# Free Oysters and the Grill at Gilligans!



## AQUA HUNTRESS (May 23, 2008)

*FREE Oyster Night this Wednesday.*

*Jimmy Jam is in town so we are grillin!!!*
*
**Free Oysters is happening at Gilligan's Tiki Hut, Pool side, Gulf of Mexico View, on Property at the Hampton Inn, Pensacola Beach.
*
*Leo and I are bringing the grill out and everyone is welcome to bring something to throw on it to share.*

*The bar gives PFF'ers and locals $1 off drinks.**They start shucking about 4:00 pm and shuck till they are out of oysters. Somewhere about 7:30 or so. 

**PFF'ers show up between 5:30- 7 pm, as most of us have jobs and work. 

**But you are invited to attend earlier if you want. This is open to all.

*


----------



## BananaTom (Feb 16, 2008)

Gonna get some good eats going tomorrow!!!!


----------



## BananaTom (Feb 16, 2008)

The grill is about to be fired up


----------



## hjorgan (Sep 30, 2007)

Hey is there access by water? Got an anniversary coming up, we like to anchor up and partay!


----------



## Splittine (Nov 24, 2007)

hjorgan said:


> Hey is there access by water? Got an anniversary coming up, we like to anchor up and partay!


No its on the Gulf side. I'm sure you could dock at Quietwater but it would be a bit of a walk.


----------



## BlueWaterWarrior (May 28, 2015)

You can anchor out and swim for it.


----------



## floorman1 (Jan 10, 2012)

Oysters tonight?


----------



## BananaTom (Feb 16, 2008)

Oysters are every Wednesday Night, always count on it, even if it is not posted.
Steph only posts now when the grill will show up, and I have not heard it is tonight, but the shucking always goes on, and many forum peeps attend.


----------



## nathar (Jun 25, 2009)

Dammit! Is today Wednesday?
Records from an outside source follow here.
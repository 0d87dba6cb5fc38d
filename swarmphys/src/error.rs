//! Error types for the physics core and its scenario driver.

use std::num::{ParseFloatError, ParseIntError};

use thiserror::Error;

/// Engine configuration could not be turned into parameters
/// Always fatal: no frame may run with a bad configuration
#[derive(Debug, Error)]
pub enum ConfigError {
    #[error("option `{option}` has invalid number `{value}`")]
    InvalidNumber {
        option: &'static str,
        value: String,
        #[source]
        source: ParseFloatError,
    },

    #[error("option `{option}` must be finite, got `{value}`")]
    NotFinite { option: &'static str, value: String },

    #[error("option `{option}` must be {requirement}, got {value}")]
    OutOfRange {
        option: &'static str,
        requirement: &'static str,
        value: f32,
    },

    #[error("option `seed` has invalid value `{value}`")]
    InvalidSeed {
        value: String,
        #[source]
        source: ParseIntError,
    },

    #[error("option `{option}` must be a number or string")]
    NotScalar { option: String },

    #[error("unknown physics engine `{0}` (expected `orbit` or `decay`)")]
    UnknownVariant(String),
}

/// A scenario description could not be built into a runnable simulation
#[derive(Debug, Error)]
pub enum ScenarioError {
    #[error(transparent)]
    Config(#[from] ConfigError),

    #[error("duplicate node name `{0}`")]
    DuplicateNode(String),

    #[error("edge refers to unknown node `{0}`")]
    UnknownNode(String),

    #[error("edge `{from}` -> `{to}` must link a person to a file")]
    EdgeKinds { from: String, to: String },

    #[error("frame size {width}x{height} must be positive and finite")]
    BadFrame { width: f32, height: f32 },

    #[error("`{name}`: {field} must be finite")]
    NotFinite { name: String, field: &'static str },

    #[error("node `{name}`: {field} must have exactly 2 components, got {len}")]
    BadVector {
        name: String,
        field: &'static str,
        len: usize,
    },
}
I'll try again next week.


----------



## BlueWaterWarrior (May 28, 2015)

Thought this was a once a month thing?


----------



## BananaTom (Feb 16, 2008)

BlueWaterWarrior said:


> Thought this was a once a month thing?


The Free Oysters are weekly.

Grill nights are spontaneous.
Whenever Leo and Steph make the decision to cook for that respective night.
She will text everyone, that she has contact numbers for, and then post up here that they are bringing the grill.

They did not want to be tied to regular monthly time.

So when they decide to do it, then everyone brings something to throw on the grill and it is feast time big time!!


----------